Before evaluating aerenchyma formation, we modified growth conditions, e.g., hydroponic solution and growth period, to estimate precisely response by nitrogen deficiency alone. Finally, we could establish precise growth condition demonstrating recovery of growth vigor caused by pH reduction in hydroponic solutions (Fig. 1). As compared with nitrogen sufficient, nitrogen deficiency facilitated formation of air space of roots demonstrating increase of porosity which is air space on whole roots (Fig. 2). In order to determine spatial and temporal pattern of aerenchyma formation induced by nitrogen deficiency, cross sections of seminal root of seedlings grown nitrogen deficiency alone and oxygen deficiency alone were prepared at positions from root tip to base continuously. Microscope observations revealed that aerenchyma formation was enhanced in both nitrogen and oxygen deficiency compared with reference condition (Fig. 3). In nitrogen deficiency, aerenchyma formation initiated at position close to root base. Conversely, the initiation was observed at position close to root tip (Fig. 3).
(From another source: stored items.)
//! Aligned staging buffers for device periods

use crate::error::{EmuoutError, Result};
use std::alloc::{self, Layout};
use std::ptr::NonNull;
use tracing::debug;

/// Round `value` up to the next multiple of `alignment` (a power of two)
pub const fn align_up(value: usize, alignment: usize) -> usize {
    (value + alignment - 1) & !(alignment - 1)
}

/// Zero-initialized heap allocation with a caller-chosen alignment
///
/// Device drivers require period buffers that start on a page-like boundary,
/// which `Vec<u8>` cannot guarantee.
pub struct AlignedBuffer {
    ptr: NonNull<u8>,
    layout: Layout,
}

// SAFETY: AlignedBuffer uniquely owns its allocation and hands out borrows only
unsafe impl Send for AlignedBuffer {}

impl AlignedBuffer {
    /// Allocate `size` zeroed bytes aligned to `align`
    ///
    /// `role` names the buffer in the error when allocation fails.
    pub fn new(size: usize, align: usize, role: &'static str) -> Result<Self> {
        let align = align.max(std::mem::align_of::<i16>());
        let failed = || EmuoutError::AllocationFailed { role, size, align };

        if size == 0 || size % std::mem::size_of::<i16>() != 0 {
            return Err(failed());
        }
        let layout = Layout::from_size_align(size, align).map_err(|_| failed())?;

        // SAFETY: layout has a non-zero size
        let raw = unsafe { alloc::alloc_zeroed(layout) };
        let ptr = NonNull::new(raw).ok_or_else(failed)?;

        Ok(Self { ptr, layout })
    }

    /// Allocation size in bytes
    pub fn len(&self) -> usize {
        self.layout.size()
    }

    /// Always false, zero-sized buffers are rejected at allocation
    pub fn is_empty(&self) -> bool {
        self.layout.size() == 0
    }

    /// Alignment of the first byte
    pub fn align(&self) -> usize {
        self.layout.align()
    }

    pub fn as_bytes(&self) -> &[u8] {
        // SAFETY: ptr is a live allocation of layout.size() initialized bytes
        unsafe { std::slice::from_raw_parts(self.ptr.as_ptr(), self.layout.size()) }
    }

    pub fn as_bytes_mut(&mut self) -> &mut [u8] {
        // SAFETY: as above, and &mut self guarantees exclusive access
        unsafe { std::slice::from_raw_parts_mut(self.ptr.as_ptr(), self.layout.size()) }
    }

    /// View the buffer as signed 16-bit samples
    pub fn as_samples(&self) -> &[i16] {
        bytemuck::cast_slice(self.as_bytes())
    }

    /// Mutable sample view; size and alignment are checked at allocation
    pub fn as_samples_mut(&mut self) -> &mut [i16] {
        bytemuck::cast_slice_mut(self.as_bytes_mut())
    }
}

impl Drop for AlignedBuffer {
    fn drop(&mut self) {
        // SAFETY: ptr was returned by alloc_zeroed with this exact layout
        unsafe { alloc::dealloc(self.ptr.as_ptr(), self.layout) }
    }
}

impl std::fmt::Debug for AlignedBuffer {
    fn fmt(&self, f: &mut std::fmt::Formatter<'_>) -> std::fmt::Result {
        f.debug_struct("AlignedBuffer")
            .field("len", &self.len())
            .field("align", &self.align())
            .finish()
    }
}

/// Fixed pool of staging buffers cycled by index
///
/// One buffer is the work buffer being filled; the others are either in
/// flight to the device or free. A closed work buffer becomes the I/O buffer
/// handed to the device, so the two roles never share memory.
pub struct StagingPool {
    buffers: Vec<AlignedBuffer>,
    work: usize,
}

impl StagingPool {
    /// Allocate `count` buffers of `size` bytes each
    pub fn new(count: usize, size: usize, align: usize) -> Result<Self> {
        let count = count.max(2);
        let mut buffers = Vec::with_capacity(count);
        for i in 0..count {
            let role = if i == 0 { "audio work" } else { "audio io" };
            buffers.push(AlignedBuffer::new(size, align, role)?);
        }
        debug!(
            "Allocated {} staging buffers of {} bytes (align {})",
            count, size, align
        );
        Ok(Self { buffers, work: 0 })
    }

    /// Number of buffers in the pool
    pub fn len(&self) -> usize {
        self.buffers.len()
    }

    /// Always false, pools hold at least two buffers
    pub fn is_empty(&self) -> bool {
        self.buffers.is_empty()
    }

    /// Index of the buffer currently being filled
    pub fn work_index(&self) -> usize {
        self.work
    }

    /// The buffer currently being filled
    pub fn work(&self) -> &AlignedBuffer {
        &self.buffers[self.work]
    }

    /// Sample view of the work buffer
    pub fn work_samples_mut(&mut self) -> &mut [i16] {
        self.buffers[self.work].as_samples_mut()
    }

    /// Buffer at the given pool index
    pub fn get(&self, index: usize) -> Option<&AlignedBuffer> {
        self.buffers.get(index)
    }

    /// Close the work buffer and move on to the next one
    ///
    /// Returns the index of the closed buffer, which now belongs to the device.
    pub fn rotate(&mut self) -> usize {
        let closed = self.work;
        self.work = (self.work + 1) % self.buffers.len();
        closed
    }
}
As far as we know, this is first evidence for enhancement of porosity and aerenchyma formation by nitrogen deficiency in rice roots. It strongly indicates that physiological role of induced aerenchyma by nitrogen deficiency distinct from that by oxygen deficiency, demonstrating the different initiation pattern of aerenchyma between nitrogen and oxygen deficiency. Aerenchyma induced by nitrogen deficiency may function in reducing respiration and remobilization of nitrogen, or both. Furthermore, our growth condition established is expected to isolate casual genes associated with aerenchyma formed constitutively and inducible toward developing molecular breeding techniques for conferring tolerant to water logging in field crops in near future.
○: conventional method, ●: this study Asterisks (**) represent a significant difference in maximum root length between conventional method and improved method at P-value of 1% level (one-way ANOVA).
Root porosity is size of air space including aerenchyma. Ten-days-old seedlings were used. Asterisks (**) represent a significant difference in root porosity between nitrogen sufficient condition and nitrogen deficient condition at P-value of 1% level (one-way ANOVA).
Increased aerenchyma was formed by nitrogen deficiency or oxygen deficiency. Examples of cortical cell, which are living cells were illustrated with red. Examples of aerenchyma, which are dead cells were illustrated with yellow. Scale bar in individual pictures indicates 100 µm.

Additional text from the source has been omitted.